Data to use: Begin

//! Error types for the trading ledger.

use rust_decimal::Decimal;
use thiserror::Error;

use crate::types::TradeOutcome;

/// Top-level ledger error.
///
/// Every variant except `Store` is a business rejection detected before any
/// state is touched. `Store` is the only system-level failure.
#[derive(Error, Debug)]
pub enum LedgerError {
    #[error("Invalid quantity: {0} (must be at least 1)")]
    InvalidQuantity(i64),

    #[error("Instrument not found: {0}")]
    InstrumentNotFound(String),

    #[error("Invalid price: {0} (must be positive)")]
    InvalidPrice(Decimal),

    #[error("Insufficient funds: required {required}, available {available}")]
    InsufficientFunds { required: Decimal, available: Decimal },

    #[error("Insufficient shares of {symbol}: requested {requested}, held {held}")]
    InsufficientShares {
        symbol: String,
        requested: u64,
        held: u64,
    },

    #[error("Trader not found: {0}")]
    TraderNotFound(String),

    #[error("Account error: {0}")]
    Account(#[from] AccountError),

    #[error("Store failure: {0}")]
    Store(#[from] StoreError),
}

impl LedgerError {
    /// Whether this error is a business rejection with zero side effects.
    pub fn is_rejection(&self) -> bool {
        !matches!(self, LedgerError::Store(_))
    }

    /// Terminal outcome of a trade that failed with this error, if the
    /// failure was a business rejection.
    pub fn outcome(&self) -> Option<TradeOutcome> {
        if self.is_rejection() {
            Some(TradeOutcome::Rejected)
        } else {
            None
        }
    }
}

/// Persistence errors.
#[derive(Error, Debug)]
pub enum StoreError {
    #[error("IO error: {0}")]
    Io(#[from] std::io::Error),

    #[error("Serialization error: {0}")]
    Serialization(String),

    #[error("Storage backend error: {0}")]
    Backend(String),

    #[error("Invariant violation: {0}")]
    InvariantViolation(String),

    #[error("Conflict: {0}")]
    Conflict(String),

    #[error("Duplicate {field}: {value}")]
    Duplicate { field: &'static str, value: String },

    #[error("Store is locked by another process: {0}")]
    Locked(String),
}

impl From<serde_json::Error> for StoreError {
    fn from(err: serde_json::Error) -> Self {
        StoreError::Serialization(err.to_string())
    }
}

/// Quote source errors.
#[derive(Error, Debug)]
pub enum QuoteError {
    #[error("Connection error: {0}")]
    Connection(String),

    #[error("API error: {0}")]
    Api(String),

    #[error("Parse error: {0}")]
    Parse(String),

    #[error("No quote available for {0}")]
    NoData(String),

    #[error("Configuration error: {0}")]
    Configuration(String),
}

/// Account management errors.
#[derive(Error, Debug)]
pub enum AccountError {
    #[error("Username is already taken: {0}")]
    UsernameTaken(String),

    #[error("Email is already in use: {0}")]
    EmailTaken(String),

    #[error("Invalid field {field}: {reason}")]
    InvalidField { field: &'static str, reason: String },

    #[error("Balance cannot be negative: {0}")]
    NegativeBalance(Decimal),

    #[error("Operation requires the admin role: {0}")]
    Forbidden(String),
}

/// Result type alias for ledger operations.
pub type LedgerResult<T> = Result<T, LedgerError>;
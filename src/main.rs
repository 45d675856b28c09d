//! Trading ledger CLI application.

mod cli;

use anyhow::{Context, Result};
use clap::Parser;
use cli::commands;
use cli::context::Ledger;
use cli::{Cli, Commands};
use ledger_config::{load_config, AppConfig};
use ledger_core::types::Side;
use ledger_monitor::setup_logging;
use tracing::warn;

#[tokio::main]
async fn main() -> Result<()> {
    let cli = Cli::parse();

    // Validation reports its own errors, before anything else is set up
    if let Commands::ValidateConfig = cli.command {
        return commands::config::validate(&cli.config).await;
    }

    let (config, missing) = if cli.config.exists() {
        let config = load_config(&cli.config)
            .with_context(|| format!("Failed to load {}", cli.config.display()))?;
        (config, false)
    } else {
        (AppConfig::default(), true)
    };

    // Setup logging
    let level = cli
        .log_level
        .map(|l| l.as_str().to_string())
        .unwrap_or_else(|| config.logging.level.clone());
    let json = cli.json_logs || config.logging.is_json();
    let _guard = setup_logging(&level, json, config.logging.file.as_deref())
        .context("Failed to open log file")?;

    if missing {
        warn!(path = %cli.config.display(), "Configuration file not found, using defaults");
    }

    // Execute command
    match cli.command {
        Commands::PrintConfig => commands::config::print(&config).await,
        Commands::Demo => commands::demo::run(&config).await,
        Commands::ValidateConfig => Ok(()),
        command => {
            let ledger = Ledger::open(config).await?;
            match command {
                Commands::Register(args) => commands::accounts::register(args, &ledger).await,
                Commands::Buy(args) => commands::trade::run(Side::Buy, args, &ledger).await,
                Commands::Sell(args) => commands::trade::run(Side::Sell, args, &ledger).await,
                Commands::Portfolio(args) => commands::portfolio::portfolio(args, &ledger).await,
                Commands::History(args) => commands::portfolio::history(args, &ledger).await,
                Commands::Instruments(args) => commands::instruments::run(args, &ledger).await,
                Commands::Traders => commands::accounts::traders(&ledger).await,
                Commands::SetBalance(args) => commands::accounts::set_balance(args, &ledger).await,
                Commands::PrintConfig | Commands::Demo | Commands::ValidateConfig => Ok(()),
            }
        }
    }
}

Data to use: End

#### [What this task involves]
Going back over the entries above, copy word for word every line from the one that has "use clap::Parser;" on through the one that has "if let Commands::ValidateConfig".

#### [Answer]
use clap::Parser;
use cli::commands;
use cli::context::Ledger;
use cli::{Cli, Commands};
use ledger_config::{load_config, AppConfig};
use ledger_core::types::Side;
use ledger_monitor::setup_logging;
use tracing::warn;

#[tokio::main]
async fn main() -> Result<()> {
    let cli = Cli::parse();

    // Validation reports its own errors, before anything else is set up
    if let Commands::ValidateConfig = cli.command {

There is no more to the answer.